Ora, o Engº Belmiro de Azevedo fora do seu
habitat natural e no do Clube dos Pensadores resolver espingardear sobre os
baixos salários da economia portuguesa e sobre as manifestações de protesto cívico,
com expressão máxima no setembro de 2012 e no mais recente março de 2013.
E atirou para todos os lados, aparentemente em
revolta não sabemos contra quê. Assim, ao contrário do seu rival, o senhor Jerónimo
Martins e Pingo Doce, lá reiterou a ideia de que os baixos salários são a
salvação competitiva da economia nacional e que, um pouco ao estilo do “aguenta,
aguenta” de um Ulrich afinal menos combativo do que se esperaria, os baixos salários
são a garantia que resta aos que aspiram ainda a ter emprego. Não sei se o
homem SONAE falava como empresário plenamente inserido nos não transacionáveis e
abrigados da concorrência internacional ou se, pelo contrário, o fazia como
exportador (de serviços, de atividades transformadoras ou até das suas pretensões
a empresário agrícola de vocação externa).

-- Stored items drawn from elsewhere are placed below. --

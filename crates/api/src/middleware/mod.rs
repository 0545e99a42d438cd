//! HTTP middleware stack.
//!
//! # Middleware Order (outermost first)
//!
//! 1. Sentry layers (hub per request, transaction)
//! 2. `TraceLayer` (`http_request` span)
//! 3. CORS
//! 4. Request ID (recorded on the span)
//! 5. Metrics (per matched route)

pub mod metrics;
pub mod request_id;

pub use metrics::metrics_middleware;
pub use request_id::{REQUEST_ID_HEADER, request_id_middleware};
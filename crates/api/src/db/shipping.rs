//! Shipping repository.

use sqlx::PgPool;

use ordergraph_core::{OrderId, ShippingDetail};

use super::RepositoryError;

/// Read-only access to shipping rows.
pub struct ShippingRepository<'a> {
    pool: &'a PgPool,
}

impl<'a> ShippingRepository<'a> {
    #[must_use]
    pub const fn new(pool: &'a PgPool) -> Self {
        Self { pool }
    }

    /// Fetch shipping rows for a set of orders in a single query.
    ///
    /// # Errors
    ///
    /// Returns `RepositoryError::Database` if the query fails.
    pub async fn for_orders(
        &self,
        order_ids: &[OrderId],
    ) -> Result<Vec<ShippingDetail>, RepositoryError> {
        let ids: Vec<i32> = order_ids.iter().map(OrderId::as_i32).collect();

        let rows = sqlx::query_as::<_, ShippingDetail>(
            r"
            SELECT id, order_id, status, carrier, tracking_number
            FROM shipping
            WHERE order_id = ANY($1)
            ",
        )
        .bind(ids)
        .fetch_all(self.pool)
        .await?;

        Ok(rows)
    }
}
//! Shared test utilities for the API router tests.
//!
//! [`MemoryStore`] implements `OrderStore` over plain vectors and records
//! every shipping query so tests can assert on batching.

// Each test binary uses a different subset of these helpers.
#![allow(dead_code)]

use std::sync::atomic::{AtomicBool, Ordering};
use std::sync::{Arc, Mutex};

use async_trait::async_trait;
use axum::{
    Router,
    body::Body,
    http::{Request, StatusCode, header},
};
use rust_decimal::Decimal;
use serde_json::Value;
use tower::ServiceExt;

use ordergraph_api::db::{OrderStore, RepositoryError};
use ordergraph_api::routes::router;
use ordergraph_api::services::OrderResolver;
use ordergraph_api::state::AppState;
use ordergraph_core::{
    CustomerId, NewOrder, Order, OrderChanges, OrderId, PagePlan, Product, ProductId, ShippingDetail,
    ShippingId,
};

// =============================================================================
// In-memory store
// =============================================================================

#[derive(Default)]
struct Tables {
    orders: Vec<Order>,
    shipping: Vec<ShippingDetail>,
    products: Vec<Product>,
    recommendations: Vec<(CustomerId, ProductId)>,
    next_order_id: i32,
}

/// In-memory `OrderStore` with failure injection.
#[derive(Default)]
pub struct MemoryStore {
    tables: Mutex<Tables>,
    shipping_queries: Mutex<Vec<Vec<OrderId>>>,
    fail_all: AtomicBool,
    fail_shipping: AtomicBool,
}

impl MemoryStore {
    /// Make every query fail.
    pub fn fail_all(&self) {
        self.fail_all.store(true, Ordering::SeqCst);
    }

    /// Make shipping queries fail.
    pub fn fail_shipping(&self) {
        self.fail_shipping.store(true, Ordering::SeqCst);
    }

    /// The key sets of every shipping query run so far.
    pub fn shipping_queries(&self) -> Vec<Vec<OrderId>> {
        self.shipping_queries.lock().unwrap().clone()
    }

    pub fn order_count(&self) -> usize {
        self.tables.lock().unwrap().orders.len()
    }

    fn check(&self) -> Result<(), RepositoryError> {
        if self.fail_all.load(Ordering::SeqCst) {
            return Err(RepositoryError::Database(sqlx::Error::PoolTimedOut));
        }
        Ok(())
    }
}

#[async_trait]
impl OrderStore for MemoryStore {
    async fn orders_by_customer(
        &self,
        customer_id: CustomerId,
    ) -> Result<Vec<Order>, RepositoryError> {
        self.check()?;
        let tables = self.tables.lock().unwrap();
        Ok(tables
            .orders
            .iter()
            .filter(|o| o.customer_id == customer_id)
            .cloned()
            .collect())
    }

    async fn order_by_id(&self, id: OrderId) -> Result<Option<Order>, RepositoryError> {
        self.check()?;
        let tables = self.tables.lock().unwrap();
        Ok(tables.orders.iter().find(|o| o.id == id).cloned())
    }

    async fn insert_order(&self, order: &NewOrder) -> Result<OrderId, RepositoryError> {
        self.check()?;
        let mut tables = self.tables.lock().unwrap();
        tables.next_order_id += 1;
        let id = OrderId::new(tables.next_order_id);
        tables.orders.push(order.clone().into_order(id));
        Ok(id)
    }

    async fn update_order(
        &self,
        id: OrderId,
        changes: &OrderChanges,
    ) -> Result<u64, RepositoryError> {
        self.check()?;
        let mut tables = self.tables.lock().unwrap();
        let Some(order) = tables.orders.iter_mut().find(|o| o.id == id) else {
            return Ok(0);
        };
        if let Some(quantity) = changes.quantity {
            order.quantity = quantity;
        }
        if let Some(total_price) = changes.total_price {
            order.total_price = total_price;
        }
        Ok(1)
    }

    async fn delete_order(&self, id: OrderId) -> Result<u64, RepositoryError> {
        self.check()?;
        let mut tables = self.tables.lock().unwrap();
        let before = tables.orders.len();
        tables.orders.retain(|o| o.id != id);
        Ok((before - tables.orders.len()) as u64)
    }

    async fn orders_page(&self, plan: &PagePlan) -> Result<Vec<Order>, RepositoryError> {
        self.check()?;
        let tables = self.tables.lock().unwrap();
        let mut rows: Vec<Order> = tables
            .orders
            .iter()
            .filter(|o| plan.admits(o))
            .cloned()
            .collect();
        rows.sort_by(|a, b| plan.compare(a, b));
        rows.truncate(usize::try_from(plan.fetch_limit()).unwrap());
        Ok(rows)
    }

    async fn shipping_for_orders(
        &self,
        order_ids: &[OrderId],
    ) -> Result<Vec<ShippingDetail>, RepositoryError> {
        self.shipping_queries.lock().unwrap().push(order_ids.to_vec());
        self.check()?;
        if self.fail_shipping.load(Ordering::SeqCst) {
            return Err(RepositoryError::Database(sqlx::Error::PoolTimedOut));
        }
        let tables = self.tables.lock().unwrap();
        Ok(tables
            .shipping
            .iter()
            .filter(|s| order_ids.contains(&s.order_id))
            .cloned()
            .collect())
    }

    async fn recommendations(
        &self,
        customer_id: CustomerId,
    ) -> Result<Vec<Product>, RepositoryError> {
        self.check()?;
        let tables = self.tables.lock().unwrap();
        Ok(tables
            .products
            .iter()
            .filter(|p| tables.recommendations.contains(&(customer_id, p.id)))
            .cloned()
            .collect())
    }

    async fn ping(&self) -> Result<(), RepositoryError> {
        self.check()
    }
}

// =============================================================================
// Fixtures
// =============================================================================

fn price(s: &str) -> Decimal {
    s.parse().unwrap()
}

fn order(id: i32, customer: i32, product: i32, quantity: i32, total: &str) -> Order {
    Order {
        id: OrderId::new(id),
        customer_id: CustomerId::new(customer),
        product_id: ProductId::new(product),
        quantity,
        total_price: price(total),
    }
}

fn shipping(id: i32, order_id: i32, status: &str, carrier: Option<&str>, tracking: Option<&str>) -> ShippingDetail {
    ShippingDetail {
        id: ShippingId::new(id),
        order_id: OrderId::new(order_id),
        status: status.to_string(),
        carrier: carrier.map(String::from),
        tracking_number: tracking.map(String::from),
    }
}

/// A store with demo data.
///
/// Customer 1 has orders 1-5. By ascending price and id they sort as
/// 2 (10.00), 5 (10.00), 1 (25.00), 4 (75.00), 3 (99.99).
/// Customer 2 has order 6. Orders 1, 3 and 4 have shipping rows.
/// Customer 1 is recommended products 11 and 12; customer 2 has none.
pub fn seeded_store() -> Arc<MemoryStore> {
    let store = MemoryStore::default();
    {
        let mut tables = store.tables.lock().unwrap();
        tables.orders = vec![
            order(1, 1, 10, 1, "25.00"),
            order(2, 1, 11, 2, "10.00"),
            order(3, 1, 12, 1, "99.99"),
            order(4, 1, 10, 3, "75.00"),
            order(5, 1, 13, 1, "10.00"),
            order(6, 2, 10, 1, "5.00"),
        ];
        tables.next_order_id = 6;
        tables.shipping = vec![
            shipping(1, 1, "Shipped", Some("UPS"), Some("1Z999AA10123456784")),
            shipping(2, 3, "Delivered", Some("FedEx"), Some("FX123456")),
            shipping(3, 4, "Pending", None, None),
        ];
        tables.products = vec![
            Product {
                id: ProductId::new(10),
                name: "Pineapple Slicer".to_string(),
                price: price("19.99"),
            },
            Product {
                id: ProductId::new(11),
                name: "Fruit Bowl".to_string(),
                price: price("35.50"),
            },
            Product {
                id: ProductId::new(12),
                name: "Cold Press Juicer".to_string(),
                price: price("89.00"),
            },
        ];
        tables.recommendations = vec![
            (CustomerId::new(1), ProductId::new(11)),
            (CustomerId::new(1), ProductId::new(12)),
        ];
    }
    Arc::new(store)
}

/// Create a test app over a store.
///
/// Each call creates a fresh `AppState` wrapping the shared store.
pub fn test_app(store: &Arc<MemoryStore>) -> Router {
    let orders = Arc::new(OrderResolver::new(Arc::clone(store) as Arc<dyn OrderStore>));
    router(AppState::new(orders, None))
}

// =============================================================================
// Request helpers
// =============================================================================

/// Send a request and decode the JSON body (`Value::Null` when empty or not JSON).
pub async fn send(app: Router, request: Request<Body>) -> (StatusCode, Value) {
    let response = app.oneshot(request).await.unwrap();
    let status = response.status();
    let bytes = axum::body::to_bytes(response.into_body(), usize::MAX)
        .await
        .unwrap();
    let json = serde_json::from_slice(&bytes).unwrap_or(Value::Null);
    (status, json)
}

pub async fn get(app: Router, uri: &str) -> (StatusCode, Value) {
    send(
        app,
        Request::builder().uri(uri).body(Body::empty()).unwrap(),
    )
    .await
}

pub async fn send_json(app: Router, method: &str, uri: &str, body: &Value) -> (StatusCode, Value) {
    send(
        app,
        Request::builder()
            .method(method)
            .uri(uri)
            .header(header::CONTENT_TYPE, "application/json")
            .body(Body::from(body.to_string()))
            .unwrap(),
    )
    .await
}

/// Execute a GraphQL document and return the full response body.
pub async fn graphql(app: Router, query: &str) -> Value {
    let (status, body) = send_json(
        app,
        "POST",
        "/graphql",
        &serde_json::json!({ "query": query }),
    )
    .await;
    assert_eq!(status, StatusCode::OK, "graphql transport error: {body}");
    body
}
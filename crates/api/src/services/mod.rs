//! Order resolution shared by the REST and GraphQL surfaces.
//!
//! # Services
//!
//! - `orders` - [`OrderResolver`], the store-backed [`OrderService`]
//! - `shipping` - the request-scoped [`ShippingLoader`]
//!
//! Both API surfaces hold an `Arc<dyn OrderService>` and never talk to the
//! store directly. Shipping detail for an order is only ever resolved
//! through the loader of the request being served.

pub mod orders;
pub mod shipping;

use async_trait::async_trait;
use serde::Serialize;
use thiserror::Error;

use ordergraph_core::{
    CustomerId, LoadError, NewOrder, Order, OrderChanges, OrderId, Page, PageRequest, Product,
    ShippingDetail, ValidationError,
};

use crate::db::RepositoryError;

pub use orders::OrderResolver;
pub use shipping::{ShippingBatch, ShippingLoader};

/// Errors that can occur while resolving orders.
#[derive(Debug, Error)]
pub enum ServiceError {
    /// The client sent unusable input.
    #[error(transparent)]
    Validation(#[from] ValidationError),

    /// A plain read or write against the store failed.
    #[error("repository error: {0}")]
    Repository(#[from] RepositoryError),

    /// The page query failed.
    #[error("pagination query failed: {0}")]
    Pagination(#[source] RepositoryError),

    /// A shipping batch failed.
    #[error("shipping lookup failed: {0}")]
    Shipping(#[from] LoadError<RepositoryError>),

    /// The recommendation query failed.
    #[error("recommendation lookup failed: {0}")]
    Recommendations(#[source] RepositoryError),
}

impl ServiceError {
    /// Whether the client can fix the request.
    #[must_use]
    pub const fn is_client_error(&self) -> bool {
        matches!(self, Self::Validation(_))
    }

    /// The message safe to return to clients.
    ///
    /// Validation messages pass through. Store failures collapse to a
    /// generic message per operation.
    #[must_use]
    pub fn public_message(&self) -> String {
        match self {
            Self::Validation(err) => err.to_string(),
            Self::Repository(_) => "Database query failed".to_string(),
            Self::Pagination(_) => "Failed to fetch orders with pagination".to_string(),
            Self::Shipping(_) => "Shipping service unavailable".to_string(),
            Self::Recommendations(_) => "Failed to fetch recommendations".to_string(),
        }
    }
}

/// An order together with its shipping detail, if any.
#[derive(Debug, Clone, PartialEq, Eq, Serialize, utoipa::ToSchema)]
pub struct OrderWithShipping {
    #[serde(flatten)]
    pub order: Order,
    pub shipping_details: Option<ShippingDetail>,
}

/// Operations both API surfaces expose.
#[async_trait]
pub trait OrderService: Send + Sync {
    async fn orders_by_customer(&self, customer_id: CustomerId)
    -> Result<Vec<Order>, ServiceError>;

    async fn order(&self, id: OrderId) -> Result<Option<Order>, ServiceError>;

    /// One page of a customer's orders.
    async fn orders_page(&self, request: &PageRequest) -> Result<Page<Order>, ServiceError>;

    /// Insert an order and return it with its assigned id.
    async fn create_order(&self, order: NewOrder) -> Result<Order, ServiceError>;

    /// Apply changes and return the order as stored afterwards.
    ///
    /// `None` when no order has that id. The store is not asked to tell a
    /// missing row apart from an untouched one.
    async fn update_order(
        &self,
        id: OrderId,
        changes: OrderChanges,
    ) -> Result<Option<Order>, ServiceError>;

    /// Delete an order. Deleting an unknown id succeeds.
    async fn delete_order(&self, id: OrderId) -> Result<(), ServiceError>;

    async fn recommendations(&self, customer_id: CustomerId)
    -> Result<Vec<Product>, ServiceError>;

    /// A fresh loader for one request.
    fn shipping_loader(&self) -> ShippingLoader;

    /// Whether the backing store answers.
    async fn check_ready(&self) -> Result<(), ServiceError>;
}

/// A page of orders with shipping attached through `loader`.
///
/// The page query runs first, then every order on the page goes through a
/// single `load_many` call.
///
/// # Errors
///
/// Returns the page error, or `ServiceError::Shipping` if the shipping
/// batch fails.
pub async fn orders_page_with_shipping(
    service: &dyn OrderService,
    loader: &ShippingLoader,
    request: &PageRequest,
) -> Result<Page<OrderWithShipping>, ServiceError> {
    let page = service.orders_page(request).await?;

    let order_ids: Vec<OrderId> = page.nodes().map(|order| order.id).collect();
    let mut shipping = loader.load_many(&order_ids).await?.into_iter();

    Ok(page.map_nodes(|order| OrderWithShipping {
        order,
        shipping_details: shipping.next().flatten(),
    }))
}
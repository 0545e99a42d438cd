//! Shipping detail batching.

use std::sync::Arc;

use ordergraph_core::{BatchFn, BatchLoader, OrderId, ShippingDetail};

use crate::db::{OrderStore, RepositoryError};

/// Batch function that resolves many orders' shipping in one store query.
#[derive(Clone)]
pub struct ShippingBatch {
    store: Arc<dyn OrderStore>,
}

impl ShippingBatch {
    #[must_use]
    pub fn new(store: Arc<dyn OrderStore>) -> Self {
        Self { store }
    }
}

impl BatchFn for ShippingBatch {
    type Key = OrderId;
    type Value = ShippingDetail;
    type Error = RepositoryError;

    async fn load(
        &self,
        keys: &[OrderId],
    ) -> Result<Vec<(OrderId, ShippingDetail)>, RepositoryError> {
        let rows = self.store.shipping_for_orders(keys).await?;
        Ok(rows.into_iter().map(|row| (row.order_id, row)).collect())
    }
}

/// Shipping loader. Create one per request.
pub type ShippingLoader = BatchLoader<ShippingBatch>;
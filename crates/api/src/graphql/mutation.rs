use async_graphql::{Context, Object};

use ordergraph_core::{
    CustomerId, NewOrder, OrderChanges, OrderId, ProductId, ValidationError, price_from_f64,
};

use super::types::OrderObject;
use super::{order_service, service_error};

pub struct MutationRoot;

fn validated<T>(result: Result<T, ValidationError>) -> async_graphql::Result<T> {
    result.map_err(|err| service_error(err.into()))
}

#[Object(name = "Mutation", rename_args = "snake_case")]
impl MutationRoot {
    /// Create an order and return it with its assigned id.
    async fn create_order(
        &self,
        ctx: &Context<'_>,
        customer_id: i32,
        product_id: i32,
        quantity: i32,
        total_price: f64,
    ) -> async_graphql::Result<OrderObject> {
        let order = validated(NewOrder::try_new(
            Some(CustomerId::new(customer_id)),
            Some(ProductId::new(product_id)),
            Some(quantity),
            Some(validated(price_from_f64(total_price))?),
        ))?;

        let order = order_service(ctx)?
            .create_order(order)
            .await
            .map_err(service_error)?;
        Ok(OrderObject(order))
    }

    /// Replace quantity and total price. Returns the stored order, or null
    /// when the id is unknown.
    async fn update_order(
        &self,
        ctx: &Context<'_>,
        order_id: i32,
        quantity: i32,
        total_price: f64,
    ) -> async_graphql::Result<Option<OrderObject>> {
        let changes = validated(OrderChanges::try_new(
            Some(quantity),
            Some(validated(price_from_f64(total_price))?),
        ))?;

        let order = order_service(ctx)?
            .update_order(OrderId::new(order_id), changes)
            .await
            .map_err(service_error)?;
        Ok(order.map(OrderObject))
    }

    /// Delete an order. Unknown ids are reported as deleted too.
    async fn delete_order(&self, ctx: &Context<'_>, order_id: i32) -> async_graphql::Result<String> {
        order_service(ctx)?
            .delete_order(OrderId::new(order_id))
            .await
            .map_err(service_error)?;
        Ok("Order deleted successfully".to_string())
    }
}
// Copyright (c) 2018-2025  Brendan Molloy <brendan@bbqsrc.net>,
//                          Ilya Solovyiov <ilya.solovyiov@gmail.com>,
//                          Kai Ren <tyranron@gmail.com>
//
// Licensed under the Apache License, Version 2.0 <LICENSE-APACHE or
// http://www.apache.org/licenses/LICENSE-2.0> or the MIT license
// <LICENSE-MIT or http://opensource.org/licenses/MIT>, at your
// option. This file may not be copied, modified, or distributed
// except according to those terms.

//! Tag filtering of [`Scenario`]s.
//!
//! Two syntaxes are understood by [`TagFilter`]:
//! - [tag expressions][1]: `not @wip and (@smoke or @slow)`, where `not`
//!   binds tighter than `and`, and `and` tighter than `or`;
//! - the legacy godog-style one: `~@wip && @smoke,@slow`, where `~` negates a
//!   tag, `,` separates alternatives and `&&` separates required groups.
//!
//! [`Scenario`]: gherkin::Scenario
//! [1]: https://cucumber.io/docs/cucumber/api#tag-expressions

use std::{fmt, str::FromStr};

use gherkin::tagexpr::TagOperation;
use sealed::sealed;

use crate::error::ParseError;

/// Extension of a [`TagOperation`] allowing to evaluate it.
#[sealed]
pub trait Ext {
    /// Evaluates this [`TagOperation`] for the given `tags`.
    ///
    /// Tags are compared regardless of their leading `@`.
    #[must_use]
    fn eval<I, S>(&self, tags: I) -> bool
    where
        S: AsRef<str>,
        I: IntoIterator<Item = S> + Clone;
}

#[sealed]
impl Ext for TagOperation {
    fn eval<I, S>(&self, tags: I) -> bool
    where
        S: AsRef<str>,
        I: IntoIterator<Item = S> + Clone,
    {
        match self {
            Self::And(l, r) => l.eval(tags.clone()) & r.eval(tags),
            Self::Or(l, r) => l.eval(tags.clone()) | r.eval(tags),
            Self::Not(t) => !t.eval(tags),
            Self::Tag(t) => {
                let t = bare(t);
                tags.into_iter().any(|tag| bare(tag.as_ref()) == t)
            }
        }
    }
}

/// Filter selecting [`Scenario`]s by their tags.
///
/// An empty expression matches everything.
///
/// [`Scenario`]: gherkin::Scenario
#[derive(Clone, Debug, Default)]
pub struct TagFilter {
    expr: String,
    op: Option<TagOperation>,
}

impl TagFilter {
    /// Default expression, excluding work in progress.
    pub const DEFAULT: &'static str = "~@wip";

    /// Checks whether the given `tags` satisfy this [`TagFilter`].
    #[must_use]
    pub fn matches<I, S>(&self, tags: I) -> bool
    where
        S: AsRef<str>,
        I: IntoIterator<Item = S> + Clone,
    {
        self.op.as_ref().map_or(true, |op| op.eval(tags))
    }

    /// Returns the expression this [`TagFilter`] was parsed from.
    #[must_use]
    pub fn as_str(&self) -> &str {
        &self.expr
    }
}

impl FromStr for TagFilter {
    type Err = ParseError;

    fn from_str(expr: &str) -> Result<Self, Self::Err> {
        let op = if is_tag_expression(expr) {
            parse_expression(expr).map(Some)
        } else {
            parse_legacy(expr)
        }
        .map_err(|reason| ParseError::TagExpression {
            expr: expr.to_owned(),
            reason,
        })?;

        Ok(Self { expr: expr.to_owned(), op })
    }
}

impl fmt::Display for TagFilter {
    fn fmt(&self, f: &mut fmt::Formatter<'_>) -> fmt::Result {
        f.write_str(&self.expr)
    }
}

/// Strips the leading `@` of a tag, if any.
fn bare(tag: &str) -> &str {
    tag.strip_prefix('@').unwrap_or(tag)
}

/// Checks whether the given `expr` uses the [tag expressions][1] syntax.
///
/// [1]: https://cucumber.io/docs/cucumber/api#tag-expressions
fn is_tag_expression(expr: &str) -> bool {
    expr.contains(['(', ')'])
        || expr
            .split_whitespace()
            .any(|w| matches!(w, "not" | "and" | "or"))
}

/// Token of a [tag expression][1].
///
/// [1]: https://cucumber.io/docs/cucumber/api#tag-expressions
#[derive(Clone, Copy, Debug, Eq, PartialEq)]
enum Token<'e> {
    Open,
    Close,
    Not,
    And,
    Or,
    Tag(&'e str),
}

fn tokenize(expr: &str) -> Result<Vec<Token<'_>>, String> {
    let mut tokens = Vec::new();
    let mut rest = expr.trim_start();
    while let Some(c) = rest.chars().next() {
        let len = match c {
            '(' => {
                tokens.push(Token::Open);
                1
            }
            ')' => {
                tokens.push(Token::Close);
                1
            }
            _ => {
                let len = rest
                    .find(|c: char| {
                        c.is_whitespace() || matches!(c, '(' | ')')
                    })
                    .unwrap_or(rest.len());
                tokens.push(match &rest[..len] {
                    "not" => Token::Not,
                    "and" => Token::And,
                    "or" => Token::Or,
                    word => match word.strip_prefix('@') {
                        Some(name) if !name.is_empty() => Token::Tag(name),
                        _ => return Err(format!("`{word}` is not a tag")),
                    },
                });
                len
            }
        };
        rest = rest[len..].trim_start();
    }
    Ok(tokens)
}

/// Parses a [tag expression][1], where `not` binds tighter than `and`, which
/// binds tighter than `or`.
///
/// [1]: https://cucumber.io/docs/cucumber/api#tag-expressions
fn parse_expression(expr: &str) -> Result<TagOperation, String> {
    let tokens = tokenize(expr)?;
    let mut pos = 0;
    let op = parse_or(&tokens, &mut pos)?;
    match tokens.get(pos) {
        None => Ok(op),
        Some(t) => Err(format!("unexpected {t:?} at token {}", pos + 1)),
    }
}

fn parse_or(
    tokens: &[Token<'_>],
    pos: &mut usize,
) -> Result<TagOperation, String> {
    let mut op = parse_and(tokens, pos)?;
    while tokens.get(*pos) == Some(&Token::Or) {
        *pos += 1;
        let rhs = parse_and(tokens, pos)?;
        op = TagOperation::Or(Box::new(op), Box::new(rhs));
    }
    Ok(op)
}

fn parse_and(
    tokens: &[Token<'_>],
    pos: &mut usize,
) -> Result<TagOperation, String> {
    let mut op = parse_not(tokens, pos)?;
    while tokens.get(*pos) == Some(&Token::And) {
        *pos += 1;
        let rhs = parse_not(tokens, pos)?;
        op = TagOperation::And(Box::new(op), Box::new(rhs));
    }
    Ok(op)
}

fn parse_not(
    tokens: &[Token<'_>],
    pos: &mut usize,
) -> Result<TagOperation, String> {
    let token = tokens.get(*pos).copied();
    *pos += 1;
    match token {
        Some(Token::Not) => {
            Ok(TagOperation::Not(Box::new(parse_not(tokens, pos)?)))
        }
        Some(Token::Tag(name)) => Ok(TagOperation::Tag(name.to_owned())),
        Some(Token::Open) => {
            let op = parse_or(tokens, pos)?;
            if tokens.get(*pos) != Some(&Token::Close) {
                return Err("unbalanced parentheses".to_owned());
            }
            *pos += 1;
            Ok(op)
        }
        Some(t) => Err(format!("unexpected {t:?} at token {}", *pos)),
        None => Err("unexpected end of expression".to_owned()),
    }
}

/// Parses the legacy godog-style tag filter syntax.
fn parse_legacy(expr: &str) -> Result<Option<TagOperation>, String> {
    if expr.trim().is_empty() {
        return Ok(None);
    }

    let term = |raw: &str| -> Result<TagOperation, String> {
        let raw = raw.trim();
        let (negated, tag) = raw
            .strip_prefix('~')
            .map_or((false, raw), |t| (true, t.trim_start()));
        let name = tag
            .strip_prefix('@')
            .filter(|n| !n.is_empty() && !n.contains(char::is_whitespace))
            .ok_or_else(|| format!("`{raw}` is not a tag"))?;

        let op = TagOperation::Tag(name.to_owned());
        Ok(if negated { TagOperation::Not(Box::new(op)) } else { op })
    };

    let mut groups = expr.split("&&").map(|group| -> Result<TagOperation, String> {
        let mut alternatives = group.split(',').map(term);
        let first = alternatives.next().unwrap_or_else(|| term(""))?;
        alternatives.try_fold(first, |acc, t| {
            Ok::<_, String>(TagOperation::Or(Box::new(acc), Box::new(t?)))
        })
    });

    // `split()` always yields at least one element.
    let first =
        groups.next().unwrap_or(Ok(TagOperation::Tag(String::new())))?;
    groups
        .try_fold(first, |acc, g| {
            Ok::<_, String>(TagOperation::And(Box::new(acc), Box::new(g?)))
        })
        .map(Some)
}
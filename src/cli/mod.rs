// Copyright (c) 2018-2025  Brendan Molloy <brendan@bbqsrc.net>,
//                          Ilya Solovyiov <ilya.solovyiov@gmail.com>,
//                          Kai Ren <tyranron@gmail.com>
//
// Licensed under the Apache License, Version 2.0 <LICENSE-APACHE or
// http://www.apache.org/licenses/LICENSE-2.0> or the MIT license
// <LICENSE-MIT or http://opensource.org/licenses/MIT>, at your
// option. This file may not be copied, modified, or distributed
// except according to those terms.

//! Command line interface.
//!
//! [`Opts`] describe the command line in a strongly typed way, [`App`]
//! dispatches it to the extraction and rendering pipeline, reporting fatal
//! errors along with the [`Usage`] of every command.

mod dispatch;
mod opts;
mod usage;

pub use self::{
    dispatch::{load_features, App, EXIT_FAILURE, EXIT_SUCCESS},
    opts::{Command, ExtractCli, MarkerCli, Opts, RenderCli},
    usage::{Section, Usage},
};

Um grupo como a SONAE tem a obrigação de ter alguém
a estudar melhor estas coisas, sobretudo quando a sua figura carismática se
apresenta como presidente todo-poderoso de uma Business School, por acaso aquela a que a Universidade do Porto
decidiu dar o seu apoio e intervenção mais ou menos entusiásticos. Alguém podia
ter explicado ao Engº que há vantagens competitivas estáticas e dinâmicas, e
que só estas últimas asseguram a sustentabilidade do desenvolvimento a um país
e que no longo prazo a subida do salário é o indicador definitivo de qualquer
processo de desenvolvimento. Confundir que a entrada nos mecanismos do comércio
internacional se processa regra geral pela competitividade-salários com as
trajetórias dinâmicas nesse mesmo comércio internacional nas quais o mecanismo é
antes o da relação dinâmica salários – produtividade e o da procura de
atividades capazes de acomodar a subida do salário real é um insulto a uma
literacia económica básica. Como alguém que dedicou alguns (não poucos) anos da
sua vida à Faculdade de Economia do Porto e à UP, não me sinto orgulhoso (antes
pelo contrário envergonhado) de ter a presidir à Business School da UP alguém que manifesta tão frágil literacia
económica. E a idade não explica tudo. A posição tem várias interpretações. Uma
delas é a do Engº Belmiro de Azevedo não querer falar de produtividade, pois
como se sabe não é assunto exclusivo da classe trabalhadora. Outras haverá, mas
todas elas lamentáveis por certo, atendendo ao resultado.
Quanto à referência anedótica de que as grandes
manifestações cívicas de setembro de 2012 e de março de 2013 são apenas
carnaval para televisão ver e que o governo não deve ir no jogo pois o que essa
malta o que gosta é de se ver no écran, ela é mais insultuosa do que os descontos
indiscriminados do Pingo Doce no dia do Trabalhador. Para isso não há conselho
reflexivo que chegue para contrariar tal posição. É o dislate à solta. É verdade que o Engº reconhece que afinal é melhor existir essa possibilidade de manifestação, mas o dislate está lá cristalino.
Caro Engenheiro, continue a ganhar dinheiro por
muito tempo, que convivemos bem com isso, mesmo que possamos ignorar os seus
famosos descontos em cartão. Mas não fuja do seu habitat natural e haja alguém
frontal no seu grupo que lhe diga isso com a máxima clareza possível. Ruído e
dislates já temos que baste, sobretudo vindos da governação que quis agora
aconselhar.
Quanto ao Clube dos Pensadores pode mudar de nome
para Clube dos Dislates que seria bem mais apropriado.